Find every line in the data that contains the word "None". Return each of those lines.

◇ ◇ ◇ ◇ ◇

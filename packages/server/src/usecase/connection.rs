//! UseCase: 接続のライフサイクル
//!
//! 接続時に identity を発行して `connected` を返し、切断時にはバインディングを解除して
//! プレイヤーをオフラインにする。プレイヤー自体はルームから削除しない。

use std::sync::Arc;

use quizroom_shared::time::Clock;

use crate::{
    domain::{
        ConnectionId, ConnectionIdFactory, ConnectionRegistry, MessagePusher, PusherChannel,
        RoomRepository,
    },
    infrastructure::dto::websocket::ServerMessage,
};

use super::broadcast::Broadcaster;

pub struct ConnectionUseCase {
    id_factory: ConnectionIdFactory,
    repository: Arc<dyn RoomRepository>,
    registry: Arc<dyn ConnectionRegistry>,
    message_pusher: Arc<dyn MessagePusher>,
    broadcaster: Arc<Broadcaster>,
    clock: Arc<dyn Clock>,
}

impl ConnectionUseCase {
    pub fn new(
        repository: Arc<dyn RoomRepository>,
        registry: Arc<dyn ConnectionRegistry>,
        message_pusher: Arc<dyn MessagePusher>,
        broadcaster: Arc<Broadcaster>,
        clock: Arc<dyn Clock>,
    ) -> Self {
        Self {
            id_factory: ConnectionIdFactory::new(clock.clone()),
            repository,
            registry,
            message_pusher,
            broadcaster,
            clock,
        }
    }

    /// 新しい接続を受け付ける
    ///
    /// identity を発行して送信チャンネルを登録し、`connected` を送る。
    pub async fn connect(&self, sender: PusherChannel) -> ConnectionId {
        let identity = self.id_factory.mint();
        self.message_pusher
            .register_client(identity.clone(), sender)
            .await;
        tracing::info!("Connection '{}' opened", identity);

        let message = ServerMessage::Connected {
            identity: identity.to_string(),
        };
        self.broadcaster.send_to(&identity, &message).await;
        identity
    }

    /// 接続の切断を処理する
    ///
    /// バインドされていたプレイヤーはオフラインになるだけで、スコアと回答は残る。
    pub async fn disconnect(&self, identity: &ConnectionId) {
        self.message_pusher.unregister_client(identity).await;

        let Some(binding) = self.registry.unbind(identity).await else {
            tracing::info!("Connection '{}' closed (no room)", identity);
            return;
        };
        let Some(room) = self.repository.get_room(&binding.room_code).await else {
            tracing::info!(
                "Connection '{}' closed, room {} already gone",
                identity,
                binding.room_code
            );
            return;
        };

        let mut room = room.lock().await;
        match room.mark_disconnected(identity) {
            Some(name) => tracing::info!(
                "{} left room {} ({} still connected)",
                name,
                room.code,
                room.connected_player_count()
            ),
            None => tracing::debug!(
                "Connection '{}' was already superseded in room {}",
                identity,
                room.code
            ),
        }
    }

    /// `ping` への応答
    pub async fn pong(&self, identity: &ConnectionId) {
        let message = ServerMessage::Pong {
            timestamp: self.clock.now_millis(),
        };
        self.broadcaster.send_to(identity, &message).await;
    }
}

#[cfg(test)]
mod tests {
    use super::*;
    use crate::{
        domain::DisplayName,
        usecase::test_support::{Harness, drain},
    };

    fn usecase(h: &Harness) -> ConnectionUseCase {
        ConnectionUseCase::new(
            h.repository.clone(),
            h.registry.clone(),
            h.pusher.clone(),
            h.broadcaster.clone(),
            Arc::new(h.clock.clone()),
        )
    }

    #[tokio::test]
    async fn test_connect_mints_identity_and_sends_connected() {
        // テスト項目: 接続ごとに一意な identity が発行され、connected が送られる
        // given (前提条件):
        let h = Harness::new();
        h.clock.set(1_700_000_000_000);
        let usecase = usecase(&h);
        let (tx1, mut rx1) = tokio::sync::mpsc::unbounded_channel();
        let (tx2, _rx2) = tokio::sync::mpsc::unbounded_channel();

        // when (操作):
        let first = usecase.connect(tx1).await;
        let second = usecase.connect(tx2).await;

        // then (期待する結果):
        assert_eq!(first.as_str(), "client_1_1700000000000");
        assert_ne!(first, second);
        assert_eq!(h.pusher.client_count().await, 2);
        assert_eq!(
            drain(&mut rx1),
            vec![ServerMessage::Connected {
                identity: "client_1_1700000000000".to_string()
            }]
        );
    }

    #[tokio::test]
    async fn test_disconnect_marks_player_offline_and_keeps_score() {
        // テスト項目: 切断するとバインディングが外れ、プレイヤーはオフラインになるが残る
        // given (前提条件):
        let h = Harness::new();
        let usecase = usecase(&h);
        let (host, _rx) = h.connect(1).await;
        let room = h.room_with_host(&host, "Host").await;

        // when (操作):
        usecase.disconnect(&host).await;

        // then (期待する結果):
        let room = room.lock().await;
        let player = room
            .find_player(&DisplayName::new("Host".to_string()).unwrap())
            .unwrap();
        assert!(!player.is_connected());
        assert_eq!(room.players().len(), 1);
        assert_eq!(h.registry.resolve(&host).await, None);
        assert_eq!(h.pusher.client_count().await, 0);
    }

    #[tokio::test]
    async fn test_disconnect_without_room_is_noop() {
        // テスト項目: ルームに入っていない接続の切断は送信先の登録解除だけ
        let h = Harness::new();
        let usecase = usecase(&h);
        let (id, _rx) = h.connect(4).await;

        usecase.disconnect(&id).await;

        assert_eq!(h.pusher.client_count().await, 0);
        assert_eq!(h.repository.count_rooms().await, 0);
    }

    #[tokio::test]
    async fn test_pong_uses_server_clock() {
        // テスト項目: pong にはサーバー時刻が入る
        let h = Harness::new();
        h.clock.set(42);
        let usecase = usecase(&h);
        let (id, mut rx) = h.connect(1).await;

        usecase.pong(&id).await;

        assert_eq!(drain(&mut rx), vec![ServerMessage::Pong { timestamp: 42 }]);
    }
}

◇ ◇ ◇ ◇ ◇

- [Answer box]:
            None => tracing::debug!(
        assert_eq!(h.registry.resolve(&host).await, None);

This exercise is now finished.